Она чувствовала себя неловко, но все-таки пыталась растормошить меня. Не могла подобрать слова. А мне было как-то… ровно. Безразлично. С решением суда не поспоришь, не в том возрасте и теле. Да еще и стихийный выброс этот! До этого момента я как-то не воспринимал всерьез все происходящее, а теперь даже и не знаю, что делать. Я — маг. Сирота. И теперь мне одна дорога — в приют. А я сам как слепой котенок в вакууме.
— Сейчас мы пойдем собирать твои вещи в больницу, а завтра тебя заберет миссис Данбар, — сказала она, не глядя на меня.
— Это будет завтра, — ответил я, пожав плечами. — А сегодня просто хороший день, мисс Оливия. Почему вы плачете?
— Просто так, потому что печально, — улыбнулась Оливия сквозь слезы. Они текли и текли по щекам, будто обвиняя меня в черствости.
Она помотала головой, пытаясь стереть слезы или хотя бы скрыть. Я не мог ничем ее утешить, а она — найти слова. А мне они не нужны. И так все понимаю. Медсестричка меня жалеет, что ли? К черту их всех, магов и родственников. Все так или иначе твари. От этого никуда не денешься.
И мне опять хотелось закурить.
Мне ничего не снилось. К счастью, наверное. Не хотелось думать о том, что будет завтра или через год. Мистер Коллинз почувствовал мое настроение и меня не трогал, хотя ему суть дела вполне могла быстро разжевать медсестричка. Я осмотрел свои нехитрые пожитки и пришел к выводу, что героя из меня не выйдет. Какой-то на голову стукнутый персонаж бы сразу решил, что нужно валить из больнички, а если бы и остался до сих пор, то дернул из «приветливого» магического мира еще вчера. Я же прекрасно понимал, что на улице не выживу. Идти мне некуда и не к кому, денег и документов нет, знания реалий Великобритании тоже отсутствуют, а добрых людей пусть и больше, чем злых, но мне с моей удачей такого не светит. В лучшем случае я смогу попасть в такой же приют, только обычный. И каковы перспективы? Очень, очень неясные. Лучше пока осмотреться, разузнать что-то полезное про магию, а там уже и школа не за горами. А я в нее попаду, раз был стихийный выброс. Хотя загораться, не чувствуя боли, — неплохая вещь, если подумать. Научиться бы еще этой способностью управлять — цены бы не было.

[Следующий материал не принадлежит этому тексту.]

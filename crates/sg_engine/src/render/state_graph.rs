//! Per-frame state graph
//!
//! The cull traversal files every render leaf under a tree keyed by the
//! state sets pushed on the way to it. Two leaves share a node exactly when
//! the full stack of sets above them is value-identical, so replay can walk
//! leaf-to-leaf emitting only the state between their tree positions.
//!
//! The whole structure is rebuilt every frame inside an arena that is reset,
//! not reallocated, between frames; nodes refer to each other by index and
//! carry no cross-frame identity.

use std::collections::HashMap;
use std::hash::{Hash, Hasher};
use std::sync::Arc;

use crate::foundation::math::Mat4;
use crate::graph::Drawable;
use crate::state::StateSet;

/// Index of a node in the frame's state graph arena
pub type StateGraphId = usize;

/// Index of a leaf in the frame's leaf list
pub type LeafId = usize;

/// The arena slot of the root state graph node
pub const STATE_GRAPH_ROOT: StateGraphId = 0;

/// One drawable ready for replay
///
/// Ephemeral: constructed during cull, consumed during draw, discarded at the
/// frame's reset.
#[derive(Debug, Clone)]
pub struct RenderLeaf {
    /// The geometry to draw
    pub drawable: Arc<Drawable>,
    /// Accumulated model-view matrix
    pub model_view: Mat4,
    /// Distance along the view direction, for depth-sorted bins
    pub depth: f32,
    /// The state graph node the leaf is filed under
    pub state_node: StateGraphId,
}

/// Key wrapper giving `Arc<StateSet>` value semantics in child maps
///
/// Pointer equality short-circuits the common case of many nodes sharing one
/// set; distinct allocations fall back to content comparison so value-equal
/// sets land in the same child.
#[derive(Debug, Clone)]
pub(crate) struct StateKey(pub(crate) Arc<StateSet>);

impl PartialEq for StateKey {
    fn eq(&self, other: &Self) -> bool {
        Arc::ptr_eq(&self.0, &other.0) || *self.0 == *other.0
    }
}

impl Eq for StateKey {}

impl Hash for StateKey {
    fn hash<H: Hasher>(&self, state: &mut H) {
        self.0.hash(state);
    }
}

/// One node of the per-frame state graph
#[derive(Debug)]
pub struct StateGraphNode {
    /// Back-reference to the parent; `None` only at the root
    pub parent: Option<StateGraphId>,
    /// Distance from the root, used by the replay LCA walk
    pub depth: usize,
    /// The distinguishing state set pushed to reach this node
    pub state: Option<Arc<StateSet>>,
    children: HashMap<StateKey, StateGraphId>,
    /// Leaves attached directly at this node, in insertion order
    pub leaves: Vec<LeafId>,
}

impl StateGraphNode {
    fn root() -> Self {
        Self {
            parent: None,
            depth: 0,
            state: None,
            children: HashMap::new(),
            leaves: Vec::new(),
        }
    }
}

/// Arena holding the frame's state graph and leaves
#[derive(Debug)]
pub struct StateGraphArena {
    nodes: Vec<StateGraphNode>,
    leaves: Vec<RenderLeaf>,
    cursor: StateGraphId,
}

impl StateGraphArena {
    /// Create an arena containing only the root node
    pub fn new() -> Self {
        Self {
            nodes: vec![StateGraphNode::root()],
            leaves: Vec::new(),
            cursor: STATE_GRAPH_ROOT,
        }
    }

    /// Discard the frame's contents, keeping the backing allocations
    pub fn reset(&mut self) {
        self.nodes.clear();
        self.nodes.push(StateGraphNode::root());
        self.leaves.clear();
        self.cursor = STATE_GRAPH_ROOT;
    }

    /// The node the next leaf will be filed under
    pub fn cursor(&self) -> StateGraphId {
        self.cursor
    }

    /// Node accessor
    pub fn node(&self, id: StateGraphId) -> &StateGraphNode {
        &self.nodes[id]
    }

    /// Leaf accessor
    pub fn leaf(&self, id: LeafId) -> &RenderLeaf {
        &self.leaves[id]
    }

    /// Number of leaves this frame
    pub fn leaf_count(&self) -> usize {
        self.leaves.len()
    }

    /// Number of state graph nodes, root included
    pub fn node_count(&self) -> usize {
        self.nodes.len()
    }

    /// Descend the cursor along `set`, creating the child if new
    ///
    /// Because cull traversal is state-coherent (siblings share their prefix
    /// of pushed sets), the lookup usually hits a child created for the
    /// previous leaf and resolves by pointer comparison alone.
    pub fn push_set(&mut self, set: &Arc<StateSet>) {
        let key = StateKey(Arc::clone(set));
        if let Some(child) = self.nodes[self.cursor].children.get(&key) {
            self.cursor = *child;
            return;
        }
        let child_id = self.nodes.len();
        let depth = self.nodes[self.cursor].depth + 1;
        self.nodes.push(StateGraphNode {
            parent: Some(self.cursor),
            depth,
            state: Some(Arc::clone(set)),
            children: HashMap::new(),
            leaves: Vec::new(),
        });
        self.nodes[self.cursor].children.insert(key, child_id);
        self.cursor = child_id;
    }

    /// Move the cursor back to its parent
    pub fn pop_set(&mut self) {
        if let Some(parent) = self.nodes[self.cursor].parent {
            self.cursor = parent;
        } else {
            log::warn!("state graph pop below root ignored");
        }
    }

    /// Attach a leaf at the cursor
    ///
    /// Returns the leaf id and whether this was the first leaf at the cursor
    /// node (the signal for registering the node with the active render bin).
    pub fn add_leaf(
        &mut self,
        drawable: Arc<Drawable>,
        model_view: Mat4,
        depth: f32,
    ) -> (LeafId, bool) {
        let leaf_id = self.leaves.len();
        self.leaves.push(RenderLeaf {
            drawable,
            model_view,
            depth,
            state_node: self.cursor,
        });
        let node = &mut self.nodes[self.cursor];
        node.leaves.push(leaf_id);
        (leaf_id, node.leaves.len() == 1)
    }
}

impl Default for StateGraphArena {
    fn default() -> Self {
        Self::new()
    }
}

Переночевав со всеми не очень приятными мыслями, я понял, что все могло быть и хуже. Если бы судьей была не придирчивая Амбридж, которая всеми силами пыталась завалить обе стороны, то меня могли отдать Императрице Черепов. И тут бы быстро выяснилось, что я и Невилл — две разные личности. Одно дело прикидываться валенком полчаса раз в два дня, а совсем другое — строить из себя непонятно что на постоянной основе. Мы бы с ней не ужились, как ни крути. Вот чего я не люблю, так это подчиняться, тем более мозги-то у меня не ребенка, а взрослого человека. Да и сидеть на месте я точно не смогу. Не думаю, что старуха бы спокойно смотрела на то, как я шарахаюсь по магловским библиотекам в поисках профессиональной литературы, чтобы что-нибудь не забыть, а потом обкладываюсь книжками, как диснеевская принцесска животными. Отпуск — вещь, конечно, хорошая, но я уже начинаю скучать по своим чертежам, особенно по многострадальной частной обсерватории с вечно недовольным заказчиком, по очень медленно соображающей секретарше главного и даже по бывшей жене, чего сам от себя не ожидал. И как я буду без практики? Без нее никуда не сунешься, будь ты врачом или архитектором, как я.
— Хочешь подержать мою вставную челюсть? — внезапно спросил мистер Коллинз, и я почувствовал, что моя нижняя челюсть плавно отвисает.
— С чего вы взяли? — постарался ответить вежливо и спокойно я.
— Я заметил, она тебя очень сильно веселит, — весело сказал мой сосед по палате, сложив выпуск «Ежедневного Пророка» самолетиком. — Сейчас тебе это бы не помешало.
Он с невозмутимым видом открыл тумбочку и достал футляр со своей челюстью. При этом он до сих пор оставался в теле шестиклассника, потому что чары омоложения закрепились, и выглядел очень забавно в длинной и широкой рубашке в зеленую клетку, которая свисала до колен, поэтому нет ничего удивительного в том, что целители между собой называли нашу палату детской. Я постарался тоже не выдать свое замешательство и принял футляр так, как принимал бы высшую награду. Коллинз торжественно кивнул. Он вообще как-то легко относился ко всем шуткам, связанным с возрастом и прочим, даже сам не упускал возможности трагическим шепотом, только так, чтобы слышали медсестрички, заявить, что у него, кажется, морщины на лбу.
— Могу даже подарить, — щедро предложил мистер Коллинз писклявым голосом, а я не сдержался и захохотал в голос чуть ли не до слез, как не делал уже давно. Челюсть, милая вставная челюсть, как мне нужна!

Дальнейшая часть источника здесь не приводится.